### [To do]
Find the lines of the records in which the word "Ordering" appears and report how many there are, as a number alone.

### [Entries supplied]
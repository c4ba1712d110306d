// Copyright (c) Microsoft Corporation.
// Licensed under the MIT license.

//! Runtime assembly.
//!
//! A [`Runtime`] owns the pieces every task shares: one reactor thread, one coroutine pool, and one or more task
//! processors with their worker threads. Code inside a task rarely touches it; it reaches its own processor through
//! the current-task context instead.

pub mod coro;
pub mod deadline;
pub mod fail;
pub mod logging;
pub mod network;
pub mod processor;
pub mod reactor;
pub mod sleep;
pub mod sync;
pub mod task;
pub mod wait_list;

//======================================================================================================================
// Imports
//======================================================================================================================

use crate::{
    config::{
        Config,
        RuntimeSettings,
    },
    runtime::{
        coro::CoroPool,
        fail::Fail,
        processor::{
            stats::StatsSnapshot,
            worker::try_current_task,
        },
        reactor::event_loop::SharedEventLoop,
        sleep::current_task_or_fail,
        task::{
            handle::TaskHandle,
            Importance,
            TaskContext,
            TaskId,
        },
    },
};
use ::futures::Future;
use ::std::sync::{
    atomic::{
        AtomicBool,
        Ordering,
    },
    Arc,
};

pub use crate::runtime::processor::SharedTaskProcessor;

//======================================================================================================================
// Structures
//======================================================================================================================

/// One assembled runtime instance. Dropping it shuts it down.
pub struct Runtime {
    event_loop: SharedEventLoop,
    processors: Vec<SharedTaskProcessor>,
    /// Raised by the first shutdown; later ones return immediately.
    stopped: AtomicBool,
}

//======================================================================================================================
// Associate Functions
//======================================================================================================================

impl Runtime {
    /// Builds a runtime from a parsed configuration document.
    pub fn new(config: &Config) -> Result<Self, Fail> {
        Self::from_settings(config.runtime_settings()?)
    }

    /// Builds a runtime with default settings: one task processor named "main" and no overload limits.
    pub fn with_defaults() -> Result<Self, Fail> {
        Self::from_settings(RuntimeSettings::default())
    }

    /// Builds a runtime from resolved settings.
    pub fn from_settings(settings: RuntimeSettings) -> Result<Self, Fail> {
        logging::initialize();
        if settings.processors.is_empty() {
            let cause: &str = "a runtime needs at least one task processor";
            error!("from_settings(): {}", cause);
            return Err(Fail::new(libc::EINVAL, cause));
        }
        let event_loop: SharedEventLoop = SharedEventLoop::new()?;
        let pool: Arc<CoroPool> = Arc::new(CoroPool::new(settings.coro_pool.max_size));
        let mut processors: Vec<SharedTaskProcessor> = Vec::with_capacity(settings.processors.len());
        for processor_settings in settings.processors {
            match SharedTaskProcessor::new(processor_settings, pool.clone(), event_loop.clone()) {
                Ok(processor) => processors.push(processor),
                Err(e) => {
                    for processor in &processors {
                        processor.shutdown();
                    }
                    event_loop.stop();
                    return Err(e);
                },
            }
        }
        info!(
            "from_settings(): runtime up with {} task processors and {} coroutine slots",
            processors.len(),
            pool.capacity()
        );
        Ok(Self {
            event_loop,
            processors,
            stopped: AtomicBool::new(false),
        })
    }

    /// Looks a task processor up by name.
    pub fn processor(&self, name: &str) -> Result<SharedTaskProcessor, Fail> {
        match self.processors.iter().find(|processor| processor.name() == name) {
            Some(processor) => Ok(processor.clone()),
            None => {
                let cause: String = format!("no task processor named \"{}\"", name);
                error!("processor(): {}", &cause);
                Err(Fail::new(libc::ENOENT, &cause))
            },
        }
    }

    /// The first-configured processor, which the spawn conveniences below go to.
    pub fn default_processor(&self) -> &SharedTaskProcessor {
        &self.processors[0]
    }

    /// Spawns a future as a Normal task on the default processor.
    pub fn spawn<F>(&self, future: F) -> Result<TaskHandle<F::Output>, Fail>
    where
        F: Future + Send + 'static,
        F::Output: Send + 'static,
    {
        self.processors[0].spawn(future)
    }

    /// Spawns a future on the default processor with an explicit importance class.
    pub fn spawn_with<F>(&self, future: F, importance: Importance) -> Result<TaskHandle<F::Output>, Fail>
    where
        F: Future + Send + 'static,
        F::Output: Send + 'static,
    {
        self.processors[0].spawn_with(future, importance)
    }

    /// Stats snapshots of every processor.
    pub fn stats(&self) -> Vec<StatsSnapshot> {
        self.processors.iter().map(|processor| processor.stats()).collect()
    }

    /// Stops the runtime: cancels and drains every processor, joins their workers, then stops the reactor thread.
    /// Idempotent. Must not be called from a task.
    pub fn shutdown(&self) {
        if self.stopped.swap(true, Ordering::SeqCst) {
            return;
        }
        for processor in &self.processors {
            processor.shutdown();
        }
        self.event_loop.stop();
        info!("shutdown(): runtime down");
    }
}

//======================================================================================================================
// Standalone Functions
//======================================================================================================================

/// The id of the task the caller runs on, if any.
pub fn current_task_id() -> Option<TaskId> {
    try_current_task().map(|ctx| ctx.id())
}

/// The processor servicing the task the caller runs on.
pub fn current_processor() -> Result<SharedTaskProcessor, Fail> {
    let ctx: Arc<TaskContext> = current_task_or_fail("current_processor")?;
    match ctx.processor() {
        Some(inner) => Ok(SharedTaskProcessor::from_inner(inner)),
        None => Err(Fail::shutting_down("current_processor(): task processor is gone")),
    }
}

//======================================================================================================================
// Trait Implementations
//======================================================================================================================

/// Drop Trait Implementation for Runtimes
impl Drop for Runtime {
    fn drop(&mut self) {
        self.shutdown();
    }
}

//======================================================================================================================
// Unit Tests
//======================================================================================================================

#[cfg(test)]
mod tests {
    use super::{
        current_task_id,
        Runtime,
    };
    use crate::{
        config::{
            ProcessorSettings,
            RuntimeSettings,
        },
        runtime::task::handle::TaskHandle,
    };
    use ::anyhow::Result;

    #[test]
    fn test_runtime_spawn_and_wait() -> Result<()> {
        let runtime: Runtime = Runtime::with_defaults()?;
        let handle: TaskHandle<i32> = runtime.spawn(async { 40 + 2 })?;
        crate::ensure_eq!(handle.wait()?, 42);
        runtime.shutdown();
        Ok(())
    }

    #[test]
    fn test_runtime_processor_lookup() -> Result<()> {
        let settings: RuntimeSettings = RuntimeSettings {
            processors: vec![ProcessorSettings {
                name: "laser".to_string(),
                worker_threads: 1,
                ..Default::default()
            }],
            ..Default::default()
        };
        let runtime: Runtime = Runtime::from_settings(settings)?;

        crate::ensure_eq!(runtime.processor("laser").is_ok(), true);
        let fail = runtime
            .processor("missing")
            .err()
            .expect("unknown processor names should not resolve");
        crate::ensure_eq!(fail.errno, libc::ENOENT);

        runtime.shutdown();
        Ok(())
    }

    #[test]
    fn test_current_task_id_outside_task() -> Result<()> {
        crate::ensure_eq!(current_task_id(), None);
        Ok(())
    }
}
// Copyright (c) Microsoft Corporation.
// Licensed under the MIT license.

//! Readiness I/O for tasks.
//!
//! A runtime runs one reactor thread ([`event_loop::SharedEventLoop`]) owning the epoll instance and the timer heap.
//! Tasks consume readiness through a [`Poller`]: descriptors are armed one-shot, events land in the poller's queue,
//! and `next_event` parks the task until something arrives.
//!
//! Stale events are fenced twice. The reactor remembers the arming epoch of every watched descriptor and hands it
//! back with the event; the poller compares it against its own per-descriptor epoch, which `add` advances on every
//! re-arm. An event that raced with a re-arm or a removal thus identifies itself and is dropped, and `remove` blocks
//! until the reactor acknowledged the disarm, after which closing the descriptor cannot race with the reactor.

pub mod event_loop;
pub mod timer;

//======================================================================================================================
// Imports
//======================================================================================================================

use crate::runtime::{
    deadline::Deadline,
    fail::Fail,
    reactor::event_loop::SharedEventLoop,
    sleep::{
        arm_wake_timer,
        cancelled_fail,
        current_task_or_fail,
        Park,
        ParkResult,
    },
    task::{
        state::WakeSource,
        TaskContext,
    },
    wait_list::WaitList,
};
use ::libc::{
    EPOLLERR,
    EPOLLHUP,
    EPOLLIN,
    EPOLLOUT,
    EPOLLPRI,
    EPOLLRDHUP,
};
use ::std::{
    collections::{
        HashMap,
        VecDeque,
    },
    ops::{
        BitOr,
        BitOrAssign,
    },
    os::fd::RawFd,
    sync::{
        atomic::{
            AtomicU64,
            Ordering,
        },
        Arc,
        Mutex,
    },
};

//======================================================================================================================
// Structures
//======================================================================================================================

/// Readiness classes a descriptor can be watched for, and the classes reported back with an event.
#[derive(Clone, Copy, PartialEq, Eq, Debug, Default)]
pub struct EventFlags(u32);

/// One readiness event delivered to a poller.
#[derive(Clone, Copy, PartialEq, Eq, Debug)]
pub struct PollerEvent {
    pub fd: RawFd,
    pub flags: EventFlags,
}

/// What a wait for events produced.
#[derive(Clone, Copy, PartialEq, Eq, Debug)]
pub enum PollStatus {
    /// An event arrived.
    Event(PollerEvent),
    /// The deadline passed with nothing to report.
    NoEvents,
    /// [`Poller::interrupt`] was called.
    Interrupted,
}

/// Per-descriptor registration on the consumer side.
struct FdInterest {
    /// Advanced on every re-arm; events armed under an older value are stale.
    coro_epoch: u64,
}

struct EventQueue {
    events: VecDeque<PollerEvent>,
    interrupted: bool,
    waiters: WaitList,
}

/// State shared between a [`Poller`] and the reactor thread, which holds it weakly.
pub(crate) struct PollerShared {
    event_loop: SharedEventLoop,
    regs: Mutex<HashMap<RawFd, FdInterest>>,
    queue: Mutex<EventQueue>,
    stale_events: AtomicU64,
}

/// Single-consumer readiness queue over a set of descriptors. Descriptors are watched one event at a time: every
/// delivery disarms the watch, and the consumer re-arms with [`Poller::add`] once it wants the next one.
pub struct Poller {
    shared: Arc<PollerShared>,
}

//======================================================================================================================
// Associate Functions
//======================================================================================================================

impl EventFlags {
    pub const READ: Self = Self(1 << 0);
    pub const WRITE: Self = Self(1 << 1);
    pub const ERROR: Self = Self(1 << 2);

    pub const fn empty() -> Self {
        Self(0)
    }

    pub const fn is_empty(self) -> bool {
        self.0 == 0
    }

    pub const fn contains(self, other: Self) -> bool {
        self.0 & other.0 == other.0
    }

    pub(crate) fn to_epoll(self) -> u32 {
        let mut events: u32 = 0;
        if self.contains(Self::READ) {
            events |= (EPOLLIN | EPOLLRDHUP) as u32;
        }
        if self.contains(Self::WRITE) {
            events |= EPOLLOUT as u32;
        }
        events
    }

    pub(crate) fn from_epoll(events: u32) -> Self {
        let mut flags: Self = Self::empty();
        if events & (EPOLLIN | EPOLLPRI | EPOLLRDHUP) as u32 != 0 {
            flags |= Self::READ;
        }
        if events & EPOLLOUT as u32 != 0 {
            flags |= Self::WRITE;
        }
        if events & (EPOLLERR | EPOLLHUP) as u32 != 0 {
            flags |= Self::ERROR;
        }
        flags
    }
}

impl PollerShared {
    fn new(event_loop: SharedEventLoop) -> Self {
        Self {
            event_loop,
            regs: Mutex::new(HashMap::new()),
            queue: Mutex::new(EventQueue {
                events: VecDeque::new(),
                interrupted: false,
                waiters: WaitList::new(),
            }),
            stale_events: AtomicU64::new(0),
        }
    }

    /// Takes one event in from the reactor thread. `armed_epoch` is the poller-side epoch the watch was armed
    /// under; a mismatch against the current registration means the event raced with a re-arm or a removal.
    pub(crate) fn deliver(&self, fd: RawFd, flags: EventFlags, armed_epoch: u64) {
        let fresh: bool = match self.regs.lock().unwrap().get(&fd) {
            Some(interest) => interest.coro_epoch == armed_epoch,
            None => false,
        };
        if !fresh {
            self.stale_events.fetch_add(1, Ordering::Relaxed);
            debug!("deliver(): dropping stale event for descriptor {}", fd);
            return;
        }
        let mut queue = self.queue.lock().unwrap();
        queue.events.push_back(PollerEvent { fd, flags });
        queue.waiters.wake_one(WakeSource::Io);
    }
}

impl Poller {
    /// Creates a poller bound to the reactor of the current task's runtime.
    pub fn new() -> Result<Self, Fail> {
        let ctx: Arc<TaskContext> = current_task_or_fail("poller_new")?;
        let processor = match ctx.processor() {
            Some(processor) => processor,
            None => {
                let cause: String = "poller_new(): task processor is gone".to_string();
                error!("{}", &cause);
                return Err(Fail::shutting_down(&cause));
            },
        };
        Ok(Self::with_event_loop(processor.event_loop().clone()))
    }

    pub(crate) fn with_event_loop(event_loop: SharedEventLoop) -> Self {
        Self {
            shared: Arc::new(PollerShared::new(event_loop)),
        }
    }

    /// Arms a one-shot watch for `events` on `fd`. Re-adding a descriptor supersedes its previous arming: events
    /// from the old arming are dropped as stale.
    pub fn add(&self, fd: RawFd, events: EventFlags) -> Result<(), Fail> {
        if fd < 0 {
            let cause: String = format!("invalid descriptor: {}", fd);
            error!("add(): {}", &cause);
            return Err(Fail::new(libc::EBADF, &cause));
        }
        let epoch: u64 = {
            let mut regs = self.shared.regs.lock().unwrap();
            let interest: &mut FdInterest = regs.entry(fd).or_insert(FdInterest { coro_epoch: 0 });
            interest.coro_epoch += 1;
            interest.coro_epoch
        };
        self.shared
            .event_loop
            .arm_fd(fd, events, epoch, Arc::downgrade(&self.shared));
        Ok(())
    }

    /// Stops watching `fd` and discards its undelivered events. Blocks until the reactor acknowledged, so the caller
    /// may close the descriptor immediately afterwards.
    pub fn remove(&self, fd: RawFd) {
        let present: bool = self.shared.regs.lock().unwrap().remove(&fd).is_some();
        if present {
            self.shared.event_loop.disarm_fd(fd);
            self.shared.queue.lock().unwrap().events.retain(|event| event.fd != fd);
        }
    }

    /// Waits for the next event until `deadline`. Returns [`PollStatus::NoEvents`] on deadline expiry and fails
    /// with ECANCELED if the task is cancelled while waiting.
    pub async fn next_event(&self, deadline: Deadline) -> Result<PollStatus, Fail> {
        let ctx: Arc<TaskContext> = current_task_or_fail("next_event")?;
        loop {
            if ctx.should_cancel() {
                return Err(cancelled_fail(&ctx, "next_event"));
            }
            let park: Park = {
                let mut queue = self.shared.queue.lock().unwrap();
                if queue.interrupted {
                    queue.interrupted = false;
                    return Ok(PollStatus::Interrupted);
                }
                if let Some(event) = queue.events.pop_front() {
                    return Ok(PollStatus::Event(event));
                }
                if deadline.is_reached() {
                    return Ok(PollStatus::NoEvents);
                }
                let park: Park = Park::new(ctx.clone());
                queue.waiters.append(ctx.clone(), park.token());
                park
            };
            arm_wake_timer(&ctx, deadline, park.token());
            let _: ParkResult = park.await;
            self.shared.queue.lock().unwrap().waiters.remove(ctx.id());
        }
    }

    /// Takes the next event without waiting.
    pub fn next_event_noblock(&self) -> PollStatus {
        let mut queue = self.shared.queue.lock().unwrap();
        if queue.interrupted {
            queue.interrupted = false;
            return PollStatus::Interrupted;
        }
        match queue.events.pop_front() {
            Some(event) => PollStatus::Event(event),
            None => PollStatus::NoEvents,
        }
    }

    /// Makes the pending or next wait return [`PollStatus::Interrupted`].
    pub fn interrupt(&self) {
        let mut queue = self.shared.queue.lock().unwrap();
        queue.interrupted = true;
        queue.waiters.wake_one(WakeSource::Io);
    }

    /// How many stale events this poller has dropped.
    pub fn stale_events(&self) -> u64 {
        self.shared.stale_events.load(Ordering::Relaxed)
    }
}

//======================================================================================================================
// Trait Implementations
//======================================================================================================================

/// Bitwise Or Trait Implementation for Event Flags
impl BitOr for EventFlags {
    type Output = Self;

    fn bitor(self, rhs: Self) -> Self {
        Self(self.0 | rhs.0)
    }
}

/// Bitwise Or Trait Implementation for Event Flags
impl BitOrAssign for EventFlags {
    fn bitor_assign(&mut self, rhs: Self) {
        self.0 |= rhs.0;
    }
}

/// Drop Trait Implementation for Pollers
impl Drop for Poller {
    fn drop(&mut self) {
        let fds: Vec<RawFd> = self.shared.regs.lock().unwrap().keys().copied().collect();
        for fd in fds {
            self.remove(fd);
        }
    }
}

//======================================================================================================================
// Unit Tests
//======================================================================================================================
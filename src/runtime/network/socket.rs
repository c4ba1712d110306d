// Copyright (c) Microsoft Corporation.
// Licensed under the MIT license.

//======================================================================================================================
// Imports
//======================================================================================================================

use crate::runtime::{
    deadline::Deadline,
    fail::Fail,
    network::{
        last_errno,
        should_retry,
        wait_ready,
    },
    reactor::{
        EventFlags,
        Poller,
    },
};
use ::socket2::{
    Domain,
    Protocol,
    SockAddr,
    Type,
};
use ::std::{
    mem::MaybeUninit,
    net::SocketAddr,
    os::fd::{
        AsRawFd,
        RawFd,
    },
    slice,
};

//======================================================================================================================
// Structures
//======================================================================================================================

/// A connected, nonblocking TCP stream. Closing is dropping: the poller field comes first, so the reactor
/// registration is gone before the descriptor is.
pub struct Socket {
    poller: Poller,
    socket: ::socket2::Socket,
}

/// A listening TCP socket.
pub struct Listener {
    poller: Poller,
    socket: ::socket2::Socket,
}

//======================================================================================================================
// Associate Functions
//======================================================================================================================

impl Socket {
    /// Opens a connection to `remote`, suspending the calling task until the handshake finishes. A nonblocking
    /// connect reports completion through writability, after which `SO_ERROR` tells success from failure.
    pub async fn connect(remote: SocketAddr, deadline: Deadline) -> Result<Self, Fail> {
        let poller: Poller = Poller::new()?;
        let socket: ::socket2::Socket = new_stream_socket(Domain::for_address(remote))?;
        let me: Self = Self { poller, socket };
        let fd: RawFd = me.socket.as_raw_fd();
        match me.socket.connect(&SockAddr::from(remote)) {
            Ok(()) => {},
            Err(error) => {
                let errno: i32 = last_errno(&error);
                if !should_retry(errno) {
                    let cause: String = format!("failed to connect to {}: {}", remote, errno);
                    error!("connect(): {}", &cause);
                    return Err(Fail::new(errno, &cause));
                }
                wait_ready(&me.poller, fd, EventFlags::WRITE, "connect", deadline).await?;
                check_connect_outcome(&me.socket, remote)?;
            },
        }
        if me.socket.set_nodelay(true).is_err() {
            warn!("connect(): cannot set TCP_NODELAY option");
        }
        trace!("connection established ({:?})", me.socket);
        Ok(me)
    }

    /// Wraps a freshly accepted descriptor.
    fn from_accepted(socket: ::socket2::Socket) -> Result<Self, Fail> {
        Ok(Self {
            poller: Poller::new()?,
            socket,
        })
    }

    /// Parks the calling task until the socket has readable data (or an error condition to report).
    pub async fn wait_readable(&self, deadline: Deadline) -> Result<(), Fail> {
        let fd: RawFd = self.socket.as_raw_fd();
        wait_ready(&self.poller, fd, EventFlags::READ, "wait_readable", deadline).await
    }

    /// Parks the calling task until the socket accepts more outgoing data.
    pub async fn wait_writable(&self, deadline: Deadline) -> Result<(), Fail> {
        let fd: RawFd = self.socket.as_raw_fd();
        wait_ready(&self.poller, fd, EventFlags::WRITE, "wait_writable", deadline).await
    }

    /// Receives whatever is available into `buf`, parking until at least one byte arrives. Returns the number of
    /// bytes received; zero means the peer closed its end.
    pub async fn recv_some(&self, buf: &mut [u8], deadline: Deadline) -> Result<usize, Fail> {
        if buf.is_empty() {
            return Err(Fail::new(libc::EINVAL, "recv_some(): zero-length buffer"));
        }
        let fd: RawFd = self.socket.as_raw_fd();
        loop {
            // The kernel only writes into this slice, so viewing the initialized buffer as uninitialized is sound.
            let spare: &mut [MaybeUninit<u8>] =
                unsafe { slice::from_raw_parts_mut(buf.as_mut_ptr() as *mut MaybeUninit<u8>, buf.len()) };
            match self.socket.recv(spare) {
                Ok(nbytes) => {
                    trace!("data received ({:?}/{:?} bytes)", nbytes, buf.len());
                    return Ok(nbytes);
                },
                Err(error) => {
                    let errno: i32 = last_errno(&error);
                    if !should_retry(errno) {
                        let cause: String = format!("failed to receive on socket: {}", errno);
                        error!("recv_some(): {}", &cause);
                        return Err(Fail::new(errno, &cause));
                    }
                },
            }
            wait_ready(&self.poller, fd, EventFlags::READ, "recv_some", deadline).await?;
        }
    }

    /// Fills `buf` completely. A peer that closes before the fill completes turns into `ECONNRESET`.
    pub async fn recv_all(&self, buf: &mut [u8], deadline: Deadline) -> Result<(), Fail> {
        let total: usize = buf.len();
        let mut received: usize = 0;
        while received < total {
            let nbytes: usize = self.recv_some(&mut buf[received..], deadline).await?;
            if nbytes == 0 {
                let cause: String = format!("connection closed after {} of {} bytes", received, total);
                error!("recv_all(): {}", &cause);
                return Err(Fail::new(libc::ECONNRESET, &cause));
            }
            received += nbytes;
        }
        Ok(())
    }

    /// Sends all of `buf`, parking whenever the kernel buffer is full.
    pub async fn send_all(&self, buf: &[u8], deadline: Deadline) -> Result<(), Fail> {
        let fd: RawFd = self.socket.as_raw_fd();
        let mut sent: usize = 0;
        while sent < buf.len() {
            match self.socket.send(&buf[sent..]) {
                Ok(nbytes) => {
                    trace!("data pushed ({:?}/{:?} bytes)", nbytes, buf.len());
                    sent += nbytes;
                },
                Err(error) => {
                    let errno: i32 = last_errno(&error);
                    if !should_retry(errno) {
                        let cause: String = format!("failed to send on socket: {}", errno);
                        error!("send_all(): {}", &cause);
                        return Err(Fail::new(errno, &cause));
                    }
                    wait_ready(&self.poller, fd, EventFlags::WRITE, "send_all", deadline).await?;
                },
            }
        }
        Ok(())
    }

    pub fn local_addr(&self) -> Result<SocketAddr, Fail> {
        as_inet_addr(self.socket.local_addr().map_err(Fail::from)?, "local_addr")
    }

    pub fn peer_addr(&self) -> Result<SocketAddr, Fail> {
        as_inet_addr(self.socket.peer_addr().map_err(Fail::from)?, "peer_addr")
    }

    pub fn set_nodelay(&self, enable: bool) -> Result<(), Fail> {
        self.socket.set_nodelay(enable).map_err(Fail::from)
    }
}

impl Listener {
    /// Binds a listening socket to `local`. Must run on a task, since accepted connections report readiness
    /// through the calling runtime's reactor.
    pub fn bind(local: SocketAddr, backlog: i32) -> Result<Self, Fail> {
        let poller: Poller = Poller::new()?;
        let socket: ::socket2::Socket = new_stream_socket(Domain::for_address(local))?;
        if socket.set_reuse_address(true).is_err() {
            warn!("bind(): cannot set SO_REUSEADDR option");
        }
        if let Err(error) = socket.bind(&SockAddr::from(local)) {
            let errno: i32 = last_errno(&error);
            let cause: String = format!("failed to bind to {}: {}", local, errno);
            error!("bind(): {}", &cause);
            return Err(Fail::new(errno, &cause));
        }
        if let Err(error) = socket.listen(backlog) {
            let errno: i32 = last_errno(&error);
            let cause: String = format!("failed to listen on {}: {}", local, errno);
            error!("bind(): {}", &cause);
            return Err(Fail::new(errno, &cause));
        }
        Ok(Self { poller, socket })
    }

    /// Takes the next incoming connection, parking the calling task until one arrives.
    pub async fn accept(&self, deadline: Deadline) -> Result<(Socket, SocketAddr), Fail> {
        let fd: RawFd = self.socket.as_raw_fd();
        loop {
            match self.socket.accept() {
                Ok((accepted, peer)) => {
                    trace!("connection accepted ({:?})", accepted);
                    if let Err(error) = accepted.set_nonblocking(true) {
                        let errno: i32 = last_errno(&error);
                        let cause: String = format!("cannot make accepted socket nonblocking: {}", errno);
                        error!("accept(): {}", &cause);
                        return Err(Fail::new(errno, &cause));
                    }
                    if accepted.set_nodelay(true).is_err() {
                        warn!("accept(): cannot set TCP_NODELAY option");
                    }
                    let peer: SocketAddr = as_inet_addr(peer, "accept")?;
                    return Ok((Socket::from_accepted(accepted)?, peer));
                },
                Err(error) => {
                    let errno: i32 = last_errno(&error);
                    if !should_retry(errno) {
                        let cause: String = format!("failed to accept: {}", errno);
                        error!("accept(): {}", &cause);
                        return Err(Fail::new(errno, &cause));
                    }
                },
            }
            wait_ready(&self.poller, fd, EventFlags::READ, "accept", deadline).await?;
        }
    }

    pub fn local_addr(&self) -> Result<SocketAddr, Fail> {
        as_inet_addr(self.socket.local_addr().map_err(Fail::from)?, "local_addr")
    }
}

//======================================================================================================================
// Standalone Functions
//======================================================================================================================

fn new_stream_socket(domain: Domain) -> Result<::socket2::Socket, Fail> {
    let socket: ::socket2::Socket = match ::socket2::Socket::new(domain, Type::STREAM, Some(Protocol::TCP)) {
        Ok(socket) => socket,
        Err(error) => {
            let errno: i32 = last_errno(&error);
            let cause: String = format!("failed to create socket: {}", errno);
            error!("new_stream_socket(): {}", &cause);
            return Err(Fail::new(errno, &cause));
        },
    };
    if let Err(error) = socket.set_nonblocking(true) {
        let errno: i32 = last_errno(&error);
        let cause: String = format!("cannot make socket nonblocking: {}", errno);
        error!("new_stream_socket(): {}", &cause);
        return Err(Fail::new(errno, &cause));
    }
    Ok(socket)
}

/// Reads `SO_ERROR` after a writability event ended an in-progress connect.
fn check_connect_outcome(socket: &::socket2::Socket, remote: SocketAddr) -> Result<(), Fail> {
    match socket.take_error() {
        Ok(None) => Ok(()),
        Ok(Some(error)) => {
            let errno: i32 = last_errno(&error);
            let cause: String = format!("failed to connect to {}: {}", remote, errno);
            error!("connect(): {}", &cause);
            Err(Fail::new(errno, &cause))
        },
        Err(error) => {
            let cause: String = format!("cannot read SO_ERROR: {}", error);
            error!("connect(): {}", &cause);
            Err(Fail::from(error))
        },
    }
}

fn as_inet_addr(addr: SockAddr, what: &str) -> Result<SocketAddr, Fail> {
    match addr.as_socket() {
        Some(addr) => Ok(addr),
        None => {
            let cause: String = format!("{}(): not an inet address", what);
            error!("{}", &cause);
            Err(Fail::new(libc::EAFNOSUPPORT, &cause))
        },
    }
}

### [Result below]
5